Stored items:
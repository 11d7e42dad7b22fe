//! Signature blob rewriting.
//!
//! Signatures embed `TypeDefOrRef` tokens of the image they were written for. Moving a
//! signature to another image means walking its grammar, copying every byte and replacing each
//! embedded token by the token a [`TokenTranslator`] hands back. The walker understands every
//! signature kind of ECMA-335 II.23.2: field, method (definition, reference and stand-alone),
//! property, local variable, generic method instantiation and type specification.
//!
//! # Key Components
//!
//! - [`import_signature`] - Rewrite a whole signature blob
//! - [`import_type_spec_blob`] - Rewrite a blob that holds a single type
//! - [`project_method_def_sig`] - Strip the vararg tail of a call-site signature
//! - [`TokenTranslator`] - The token mapping used while rewriting
//! - [`ELEMENT_TYPE`], [`CALLING_CONVENTION`], [`CallingConventionFlags`] - Grammar constants
//!
//! # Examples
//!
//! ```rust
//! use dotlink::{metadata::signatures::import_signature, Token};
//!
//! // field of type `class 0x01000001`
//! let field = [0x06, 0x12, 0x05];
//! let mut to_type_ref_2 = |_token: Token| -> dotlink::Result<Token> { Ok(Token::new(0x0100_0002)) };
//! let imported = import_signature(&field, &mut to_type_ref_2, 64)?;
//! assert_eq!(imported, vec![0x06, 0x12, 0x09]);
//! # Ok::<(), dotlink::Error>(())
//! ```
//!
//! ## Reference
//! * [ECMA-335 Partition II, Section 23.2](https://ecma-international.org/wp-content/uploads/ECMA-335_6th_edition_june_2012.pdf) - Blobs and signatures

mod importer;
mod vararg;

pub use importer::{import_signature, import_type_spec_blob, TokenTranslator};
pub use vararg::project_method_def_sig;

pub(crate) use importer::SignatureImporter;

use bitflags::bitflags;

/// Default nesting limit for signature walks
pub const DEFAULT_MAX_DEPTH: usize = 64;

#[allow(non_snake_case, dead_code, missing_docs)]
/// Possible bytes that represent the element types of a signature
pub mod ELEMENT_TYPE {
    //Marks end of a list
    pub const END: u8 = 0x00;
    pub const VOID: u8 = 0x01;
    pub const BOOLEAN: u8 = 0x02;
    pub const CHAR: u8 = 0x03;
    pub const I1: u8 = 0x04;
    pub const U1: u8 = 0x05;
    pub const I2: u8 = 0x06;
    pub const U2: u8 = 0x07;
    pub const I4: u8 = 0x08;
    pub const U4: u8 = 0x09;
    pub const I8: u8 = 0x0a;
    pub const U8: u8 = 0x0b;
    pub const R4: u8 = 0x0c;
    pub const R8: u8 = 0x0d;
    pub const STRING: u8 = 0x0e;
    // Followed by type
    pub const PTR: u8 = 0x0f;
    // Followed by type
    pub const BYREF: u8 = 0x10;
    // Followed by TypeDef or TypeRef token
    pub const VALUETYPE: u8 = 0x11;
    // Followed by TypeDef or TypeRef token
    pub const CLASS: u8 = 0x12;
    // Generic parameter in a generic type definition, represented as number
    pub const VAR: u8 = 0x13;
    // type rank boundsCount bound1 … loCount lo1 …
    pub const ARRAY: u8 = 0x14;
    // Generic type instantiation. Followed by type type-arg-count type-1 ... type-n
    pub const GENERICINST: u8 = 0x15;
    pub const TYPEDBYREF: u8 = 0x16;
    // System.IntPtr
    pub const I: u8 = 0x18;
    // System.UIntPtr
    pub const U: u8 = 0x19;
    // Followed by full method signature
    pub const FNPTR: u8 = 0x1b;
    // System.Object
    pub const OBJECT: u8 = 0x1c;
    // Single-dim array with 0 lower bound
    pub const SZARRAY: u8 = 0x1d;
    // Generic parameter in a generic method definition,represented as number
    pub const MVAR: u8 = 0x1e;
    // Required modifier : followed by a TypeDef or TypeRef token
    pub const CMOD_REQD: u8 = 0x1f;
    // Optional modifier : followed by a TypeDef or TypeRef token
    pub const CMOD_OPT: u8 = 0x20;
    // Implemented within the CLI
    pub const INTERNAL: u8 = 0x21;
    // Or’d with following element types
    pub const MODIFIER: u8 = 0x40;
    // Sentinel for vararg method signature
    pub const SENTINEL: u8 = 0x41;
    // Denotes a local variable that points at a pinned object
    pub const PINNED: u8 = 0x45;
}

#[allow(non_snake_case, dead_code, missing_docs)]
/// Signature kinds, the low nibble of the first signature byte
pub mod CALLING_CONVENTION {
    pub const DEFAULT: u8 = 0x00;
    pub const C: u8 = 0x01;
    pub const STDCALL: u8 = 0x02;
    pub const THISCALL: u8 = 0x03;
    pub const FASTCALL: u8 = 0x04;
    pub const VARARG: u8 = 0x05;
    pub const FIELD: u8 = 0x06;
    pub const LOCAL_SIG: u8 = 0x07;
    pub const PROPERTY: u8 = 0x08;
    pub const UNMANAGED: u8 = 0x09;
    pub const GENERICINST: u8 = 0x0a;
    pub const NATIVEVARARG: u8 = 0x0b;
    // Mask selecting the kind from the first byte
    pub const KIND_MASK: u8 = 0x0f;
}

bitflags! {
    #[derive(PartialEq, Eq, Debug, Clone, Copy)]
    /// Flags in the high nibble of the first signature byte
    pub struct CallingConventionFlags: u8 {
        /// The method has a generic parameter count
        const GENERIC = 0x10;
        /// The method takes an instance pointer
        const HAS_THIS = 0x20;
        /// The instance pointer is listed as the first parameter
        const EXPLICIT_THIS = 0x40;
    }
}

impl CallingConventionFlags {
    /// Extract the flags from a signature header byte
    #[must_use]
    pub fn from_header(header: u8) -> Self {
        CallingConventionFlags::from_bits_truncate(header)
    }
}

/// Extract the signature kind from a signature header byte
#[must_use]
pub fn signature_kind(header: u8) -> u8 {
    header & CALLING_CONVENTION::KIND_MASK
}

#[cfg(test)]
mod tests {
    use super::*;

    #[test]
    fn test_header_split() {
        let header = 0x30; // HASTHIS | GENERIC | DEFAULT
        assert_eq!(signature_kind(header), CALLING_CONVENTION::DEFAULT);
        assert_eq!(
            CallingConventionFlags::from_header(header),
            CallingConventionFlags::GENERIC | CallingConventionFlags::HAS_THIS
        );

        assert_eq!(signature_kind(0x25), CALLING_CONVENTION::VARARG);
        assert!(CallingConventionFlags::from_header(0x06).is_empty());
    }
}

→ **Problem**: Each line of the data that holds "ECMA" should be reported.

→ **Written reply**:
//! signature kind of ECMA-335 II.23.2: field, method (definition, reference and stand-alone),
//! * [ECMA-335 Partition II, Section 23.2](https://ecma-international.org/wp-content/uploads/ECMA-335_6th_edition_june_2012.pdf) - Blobs and signatures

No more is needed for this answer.